▶ **INFORMATION PROVIDED**:

· · · · ·

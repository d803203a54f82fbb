use std::time::Duration;

use anyhow::Result;
use chrono::Duration as ChronoDuration;
use config::{Config, File};
use serde::Deserialize;
use url::Url;

pub(crate) const DEFAULT_APPLICATION_VERSION: &str = "2.48.0-1";

#[derive(Debug, Clone, Deserialize)]
#[serde(default)]
pub(crate) struct Thresholds {
    pub(crate) current_application_version: String,
    #[serde(with = "humantime_serde")]
    pub(crate) outdated_sync: Duration,
    #[serde(with = "humantime_serde")]
    pub(crate) offline_alert: Duration,
    #[serde(with = "humantime_serde")]
    pub(crate) details_span: Duration,
}

impl Default for Thresholds {
    fn default() -> Self {
        Self {
            current_application_version: DEFAULT_APPLICATION_VERSION.to_string(),
            outdated_sync: Duration::from_secs(3 * 24 * 60 * 60),
            offline_alert: Duration::from_secs(90 * 24 * 60 * 60),
            details_span: Duration::from_secs(30 * 24 * 60 * 60),
        }
    }
}

impl Thresholds {
    pub(crate) fn outdated_sync(&self) -> ChronoDuration {
        to_chrono(self.outdated_sync)
    }

    pub(crate) fn offline_alert(&self) -> ChronoDuration {
        to_chrono(self.offline_alert)
    }

    pub(crate) fn details_span(&self) -> ChronoDuration {
        to_chrono(self.details_span)
    }
}

fn to_chrono(duration: Duration) -> ChronoDuration {
    ChronoDuration::from_std(duration).unwrap_or(ChronoDuration::MAX)
}

#[derive(Debug, Clone, Deserialize)]
#[serde(default)]
pub(crate) struct Settings {
    pub(crate) base_url: String,
    pub(crate) session_url: String,
    pub(crate) user_agent: String,
    #[serde(with = "humantime_serde")]
    pub(crate) request_timeout: Duration,
    pub(crate) max_concurrent_checks: usize,
    pub(crate) max_fetch_attempts: u32,
    pub(crate) cache_path: String,
    pub(crate) session_path: String,
    pub(crate) thresholds: Thresholds,
}

impl Default for Settings {
    fn default() -> Self {
        Self {
            base_url: "https://backend.homeinfo.de/sysmon".to_string(),
            session_url: "https://his.homeinfo.de/session".to_string(),
            user_agent: concat!("sysmon-dash/", env!("CARGO_PKG_VERSION")).to_string(),
            request_timeout: Duration::from_secs(30),
            max_concurrent_checks: 4,
            max_fetch_attempts: 3,
            cache_path: "state/systems.json".to_string(),
            session_path: "state/session.json".to_string(),
            thresholds: Thresholds::default(),
        }
    }
}

impl Settings {
    pub(crate) fn validate(&self) -> Result<()> {
        Url::parse(&self.base_url)
            .map_err(|e| anyhow::anyhow!("invalid base_url {:?}: {}", self.base_url, e))?;
        Url::parse(&self.session_url)
            .map_err(|e| anyhow::anyhow!("invalid session_url {:?}: {}", self.session_url, e))?;
        if self.max_concurrent_checks == 0 {
            anyhow::bail!("max_concurrent_checks must be at least 1");
        }
        if self.max_fetch_attempts == 0 {
            anyhow::bail!("max_fetch_attempts must be at least 1");
        }
        if ChronoDuration::from_std(self.thresholds.outdated_sync).is_err()
            || ChronoDuration::from_std(self.thresholds.offline_alert).is_err()
        {
            anyhow::bail!("threshold durations are too large");
        }
        Ok(())
    }
}

pub(crate) fn load_settings() -> Result<Settings> {
    let settings = Config::builder()
        .add_source(File::with_name("config/default.toml").required(false))
        .add_source(config::Environment::with_prefix("APP").separator("__"))
        .build()?;
    let settings: Settings = settings.try_deserialize()?;
    settings.validate()?;
    Ok(settings)
}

· · · · ·

▶ **TASK**:
Wherever a line in the entries above holds "sysmon", copy that line.

▶ **REPLY TO THE TASK**:
            base_url: "https://backend.homeinfo.de/sysmon".to_string(),
            user_agent: concat!("sysmon-dash/", env!("CARGO_PKG_VERSION")).to_string(),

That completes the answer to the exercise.